** THE PROBLEM **
Below is a listing. Write out exactly its lines between the one holding "## Example Usage" and the one holding "pub mod report;", inclusive.
-- RECORDS PROVIDED follows --
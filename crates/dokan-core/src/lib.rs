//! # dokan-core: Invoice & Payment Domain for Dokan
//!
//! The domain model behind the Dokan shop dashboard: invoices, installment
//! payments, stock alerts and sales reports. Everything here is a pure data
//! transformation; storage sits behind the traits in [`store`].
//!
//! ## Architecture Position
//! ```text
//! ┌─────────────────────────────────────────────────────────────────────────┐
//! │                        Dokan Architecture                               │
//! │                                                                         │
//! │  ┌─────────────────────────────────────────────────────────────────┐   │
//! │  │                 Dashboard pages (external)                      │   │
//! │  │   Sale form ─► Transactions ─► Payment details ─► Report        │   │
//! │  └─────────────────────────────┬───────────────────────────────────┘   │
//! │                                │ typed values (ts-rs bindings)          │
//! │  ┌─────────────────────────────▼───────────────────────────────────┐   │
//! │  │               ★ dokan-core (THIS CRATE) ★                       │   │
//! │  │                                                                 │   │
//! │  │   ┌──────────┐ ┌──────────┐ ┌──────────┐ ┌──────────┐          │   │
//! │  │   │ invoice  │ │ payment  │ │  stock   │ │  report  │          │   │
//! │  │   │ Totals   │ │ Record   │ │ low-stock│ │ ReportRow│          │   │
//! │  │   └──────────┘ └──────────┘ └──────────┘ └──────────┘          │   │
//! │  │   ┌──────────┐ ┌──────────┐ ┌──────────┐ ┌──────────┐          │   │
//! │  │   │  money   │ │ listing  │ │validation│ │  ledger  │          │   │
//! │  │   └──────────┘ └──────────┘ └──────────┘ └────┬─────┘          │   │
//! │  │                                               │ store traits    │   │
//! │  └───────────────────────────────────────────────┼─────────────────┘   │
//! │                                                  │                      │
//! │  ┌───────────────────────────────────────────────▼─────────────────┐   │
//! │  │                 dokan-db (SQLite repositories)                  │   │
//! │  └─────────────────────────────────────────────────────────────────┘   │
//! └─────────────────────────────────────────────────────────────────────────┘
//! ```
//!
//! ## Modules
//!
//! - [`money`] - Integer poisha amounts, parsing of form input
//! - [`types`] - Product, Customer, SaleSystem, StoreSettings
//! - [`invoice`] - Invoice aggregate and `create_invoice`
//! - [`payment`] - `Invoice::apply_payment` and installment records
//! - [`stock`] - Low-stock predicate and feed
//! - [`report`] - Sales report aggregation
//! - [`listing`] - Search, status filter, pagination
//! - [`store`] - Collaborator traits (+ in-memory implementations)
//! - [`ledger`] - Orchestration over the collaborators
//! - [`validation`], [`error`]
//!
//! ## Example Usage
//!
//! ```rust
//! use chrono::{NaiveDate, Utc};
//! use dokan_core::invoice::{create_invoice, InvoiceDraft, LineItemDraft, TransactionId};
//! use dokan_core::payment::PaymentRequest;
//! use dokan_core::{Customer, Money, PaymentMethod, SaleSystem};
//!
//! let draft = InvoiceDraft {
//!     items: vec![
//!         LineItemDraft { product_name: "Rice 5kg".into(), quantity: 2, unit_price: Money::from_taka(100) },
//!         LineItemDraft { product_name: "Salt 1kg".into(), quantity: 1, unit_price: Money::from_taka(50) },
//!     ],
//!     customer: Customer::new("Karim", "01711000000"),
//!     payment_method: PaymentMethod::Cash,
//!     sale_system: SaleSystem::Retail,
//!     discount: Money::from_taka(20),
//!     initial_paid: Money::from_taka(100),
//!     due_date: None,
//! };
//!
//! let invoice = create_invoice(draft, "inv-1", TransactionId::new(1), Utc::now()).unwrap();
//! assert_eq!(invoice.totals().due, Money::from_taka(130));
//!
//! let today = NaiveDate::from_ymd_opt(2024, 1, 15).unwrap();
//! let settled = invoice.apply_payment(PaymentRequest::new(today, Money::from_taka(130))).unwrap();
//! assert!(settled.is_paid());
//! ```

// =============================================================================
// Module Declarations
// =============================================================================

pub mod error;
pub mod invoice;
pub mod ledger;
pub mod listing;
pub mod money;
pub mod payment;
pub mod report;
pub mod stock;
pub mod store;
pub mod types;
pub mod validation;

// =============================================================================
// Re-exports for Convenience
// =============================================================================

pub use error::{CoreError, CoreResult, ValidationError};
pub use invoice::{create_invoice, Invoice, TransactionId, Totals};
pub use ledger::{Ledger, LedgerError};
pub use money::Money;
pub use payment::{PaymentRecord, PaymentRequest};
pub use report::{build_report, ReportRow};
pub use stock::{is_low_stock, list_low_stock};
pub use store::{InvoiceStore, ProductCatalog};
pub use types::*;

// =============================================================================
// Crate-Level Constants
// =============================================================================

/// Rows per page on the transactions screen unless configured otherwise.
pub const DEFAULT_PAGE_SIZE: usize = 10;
-- RECORDS PROVIDED concluded --
** SOLUTION **
//! ## Example Usage
//!
//! ```rust
//! use chrono::{NaiveDate, Utc};
//! use dokan_core::invoice::{create_invoice, InvoiceDraft, LineItemDraft, TransactionId};
//! use dokan_core::payment::PaymentRequest;
//! use dokan_core::{Customer, Money, PaymentMethod, SaleSystem};
//!
//! let draft = InvoiceDraft {
//!     items: vec![
//!         LineItemDraft { product_name: "Rice 5kg".into(), quantity: 2, unit_price: Money::from_taka(100) },
//!         LineItemDraft { product_name: "Salt 1kg".into(), quantity: 1, unit_price: Money::from_taka(50) },
//!     ],
//!     customer: Customer::new("Karim", "01711000000"),
//!     payment_method: PaymentMethod::Cash,
//!     sale_system: SaleSystem::Retail,
//!     discount: Money::from_taka(20),
//!     initial_paid: Money::from_taka(100),
//!     due_date: None,
//! };
//!
//! let invoice = create_invoice(draft, "inv-1", TransactionId::new(1), Utc::now()).unwrap();
//! assert_eq!(invoice.totals().due, Money::from_taka(130));
//!
//! let today = NaiveDate::from_ymd_opt(2024, 1, 15).unwrap();
//! let settled = invoice.apply_payment(PaymentRequest::new(today, Money::from_taka(130))).unwrap();
//! assert!(settled.is_paid());
//! ```

// =============================================================================
// Module Declarations
// =============================================================================

pub mod error;
pub mod invoice;
pub mod ledger;
pub mod listing;
pub mod money;
pub mod payment;
pub mod report;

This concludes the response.